Bringing in references for multiple articles from a single "book" or serial

I am a new Endnote user and admit that I have not fully researched this topic, but my efforts to date have not been sucessful.

As an example, I am trying to bring in all of the chapter citations for all 14 volumes of “Treatise on geochemistry”, 2nd ed. Each volume has up to 20 chapters, each with its own title and authors, so I am trying to bring in these 20 citations. Each volume also has its own editors, and title, and I need the chapter citations to ref the volume citation. Just to make it more confusing, there are 2 editions, 2005 and 2014.

Can u help me with specific advice?

I do not have access to the Thomas Reuters DB. My attempts in Pubmed were unsuccessful, in that treatise was not found. I can find treatise on google, with chapter titles and authors, but each chpt must be imported individually, and then there is a lot of manual editing for multiple authors, missing series name and eds, etc. Google Scholar is even worse, in that the chapters are very hard to find in a blizzard of unneeded information. UC Berkely site also had lots of manual editing and was one chapter at a time. Is there an easy way to do this?
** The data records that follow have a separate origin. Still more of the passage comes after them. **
//! Integration tests for the TTL cache

use spread_scout::cache::{spawn_sweeper, TtlCache};
use std::sync::Arc;
use std::time::Duration;

#[test]
fn test_round_trip() {
    let cache: TtlCache<String> = TtlCache::new();
    cache.set("spreads:SPY", "payload".to_string(), Duration::from_secs(30));
    assert_eq!(cache.get("spreads:SPY"), Some("payload".to_string()));
}

#[test]
fn test_expiry_is_enforced_by_get() {
    let cache: TtlCache<u32> = TtlCache::new();
    cache.set("k", 1, Duration::from_millis(10));
    std::thread::sleep(Duration::from_millis(30));
    assert_eq!(cache.get("k"), None);
}

#[test]
fn test_cleanup_idempotent() {
    let cache: TtlCache<u32> = TtlCache::new();
    cache.set("a", 1, Duration::from_millis(10));
    std::thread::sleep(Duration::from_millis(30));
    assert_eq!(cache.cleanup(), 1);
    assert_eq!(cache.cleanup(), 0);
}

#[tokio::test]
async fn test_background_sweeper_bounds_growth() {
    let cache: Arc<TtlCache<u32>> = Arc::new(TtlCache::new());
    for i in 0..50 {
        cache.set(format!("k{i}"), i, Duration::from_millis(5));
    }
    assert_eq!(cache.len(), 50);

    let handle = spawn_sweeper(Arc::clone(&cache), Duration::from_millis(20));
    tokio::time::sleep(Duration::from_millis(80)).await;
    handle.abort();

    assert!(cache.is_empty());
}
//! Run command implementation

use crate::cache::{spawn_sweeper, TtlCache};
use crate::config::Config;
use crate::hub::{FeedHub, FeedUpdate, HubSettings, Topic};
use crate::service::{FeedPayload, MarketService};
use clap::Args;
use futures_util::future::select_all;
use std::str::FromStr;
use std::sync::Arc;
use std::time::Duration;

#[derive(Args, Debug)]
pub struct RunArgs {
    /// Topics to subscribe, comma-separated (price, spreads, news, calendar)
    #[arg(long, default_value = "price,spreads,news")]
    pub topics: String,
}

impl RunArgs {
    pub async fn execute(&self, config: &Config) -> anyhow::Result<()> {
        let topics = self
            .topics
            .split(',')
            .map(Topic::from_str)
            .collect::<Result<Vec<_>, _>>()
            .map_err(|e| anyhow::anyhow!(e))?;

        let cache = Arc::new(TtlCache::new());
        let _sweeper = spawn_sweeper(
            Arc::clone(&cache),
            Duration::from_secs(config.cache.sweep_interval_secs),
        );

        let service = Arc::new(MarketService::from_config(config, cache));
        let hub = FeedHub::new(service, HubSettings::from(&config.hub));

        let mut subscriptions: Vec<_> = topics.iter().map(|t| hub.subscribe(*t)).collect();
        tracing::info!(
            symbol = %config.symbol,
            topics = %self.topics,
            "Feed started, ctrl-c to stop"
        );

        loop {
            let next = {
                let recvs: Vec<_> = subscriptions
                    .iter_mut()
                    .map(|s| Box::pin(s.recv()))
                    .collect();

                tokio::select! {
                    (update, _, _) = select_all(recvs) => update,
                    _ = tokio::signal::ctrl_c() => {
                        tracing::info!("Shutting down");
                        break;
                    }
                }
            };

            match next {
                Some(update) => print_update(&update),
                None => break,
            }
        }

        for sub in &subscriptions {
            hub.unsubscribe(sub);
        }

        Ok(())
    }
}

fn print_update(update: &FeedUpdate) {
    match &update.payload {
        FeedPayload::Price(price) => {
            tracing::info!(topic = %update.topic, seq = update.seq, price = %price.price, "Price update");
        }
        FeedPayload::Spreads(rec) => {
            tracing::info!(
                topic = %update.topic,
                seq = update.seq,
                count = rec.recommendations.len(),
                price = %rec.current_price,
                "Recommendations update"
            );
            for spread in &rec.recommendations {
                println!(
                    "  {} {}/{} exp {}  credit {}  max loss {}  breakeven {}  pop {}%  r/r {}",
                    spread.kind,
                    spread.short_strike,
                    spread.long_strike,
                    spread.expiration.format("%Y-%m-%d"),
                    spread.credit_received,
                    spread.max_loss,
                    spread.breakeven,
                    spread.probability_of_profit,
                    spread.risk_reward_ratio.round_dp(3),
                );
            }
        }
        FeedPayload::News(items) => {
            tracing::info!(topic = %update.topic, seq = update.seq, count = items.len(), "News update");
            for item in items.iter().take(5) {
                println!("  [{}] {}", item.source, item.title);
            }
        }
        FeedPayload::Calendar(events) => {
            tracing::info!(topic = %update.topic, seq = update.seq, count = events.len(), "Calendar update");
        }
    }
}
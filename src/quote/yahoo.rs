//! Yahoo Finance quote provider
//!
//! Reads the regular-market price from the v8 chart endpoint metadata.

use super::QuoteProvider;
use async_trait::async_trait;
use reqwest::Client;
use rust_decimal::Decimal;
use std::time::Duration;

const YAHOO_CHART_URL: &str = "https://query1.finance.yahoo.com/v8/finance/chart";

pub struct YahooQuoteProvider {
    client: Client,
    base_url: String,
}

impl YahooQuoteProvider {
    pub fn new(timeout_secs: u64) -> Self {
        let client = Client::builder()
            .timeout(Duration::from_secs(timeout_secs))
            .user_agent("Mozilla/5.0 (Windows NT 10.0; Win64; x64) AppleWebKit/537.36")
            .build()
            .expect("Failed to create HTTP client");

        Self {
            client,
            base_url: YAHOO_CHART_URL.to_string(),
        }
    }
}

#[async_trait]
impl QuoteProvider for YahooQuoteProvider {
    fn name(&self) -> &'static str {
        "yahoo"
    }

    async fn fetch_price(&self, symbol: &str) -> anyhow::Result<Decimal> {
        let url = format!("{}/{}", self.base_url, symbol);

        let response = self
            .client
            .get(&url)
            .query(&[("range", "1d"), ("interval", "1d")])
            .send()
            .await?;

        if !response.status().is_success() {
            anyhow::bail!("chart endpoint returned status {}", response.status());
        }

        let body: ChartResponse = response.json().await?;
        parse_chart_price(body)
    }
}

fn parse_chart_price(body: ChartResponse) -> anyhow::Result<Decimal> {
    body.chart
        .result
        .into_iter()
        .next()
        .and_then(|r| r.meta.regular_market_price)
        .ok_or_else(|| anyhow::anyhow!("chart response carried no market price"))
}

#[derive(Debug, serde::Deserialize)]
struct ChartResponse {
    chart: ChartBody,
}

#[derive(Debug, serde::Deserialize)]
struct ChartBody {
    #[serde(default)]
    result: Vec<ChartResult>,
}

#[derive(Debug, serde::Deserialize)]
struct ChartResult {
    meta: ChartMeta,
}

#[derive(Debug, serde::Deserialize)]
#[serde(rename_all = "camelCase")]
struct ChartMeta {
    regular_market_price: Option<Decimal>,
}

#[cfg(test)]
mod tests {
    use super::*;
    use rust_decimal_macros::dec;

    #[test]
    fn test_parse_chart_price() {
        let body: ChartResponse = serde_json::from_str(
            r#"{"chart": {"result": [{"meta": {"regularMarketPrice": 255.43}}]}}"#,
        )
        .unwrap();
        assert_eq!(parse_chart_price(body).unwrap(), dec!(255.43));
    }

    #[test]
    fn test_parse_chart_price_missing() {
        let body: ChartResponse =
            serde_json::from_str(r#"{"chart": {"result": [{"meta": {}}]}}"#).unwrap();
        assert!(parse_chart_price(body).is_err());
    }

    #[test]
    fn test_parse_chart_price_empty_result() {
        let body: ChartResponse = serde_json::from_str(r#"{"chart": {"result": []}}"#).unwrap();
        assert!(parse_chart_price(body).is_err());
    }
}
One final question, is there a user group or other source, free or reasonably priced for an individual, that has many refs already compiled for easy selection and import into endnote?

Thanks in advance for your help. edhami121

Often you can find a download button on the publishers site.  

In the case of the example you gave, you can download from Science Direct (the link is provided from the Elselvier page for the book see third image attached, then see first which is SD interface and then 2nd image  is the resulting import).  Depending on your browser and browser settings, it may download the RIS file or automatically open it and import into Endnote.  

Not all publishers work as easily though.  Sometimes, you need to make one, and copy that “template” (with the book details but not the chapter details) and copy and paste chapter specific parts.  

Science direct is free to access, but the PDFs would not be available unless you purchase them.  



Leanne, thanks so much! Your solution worked very well.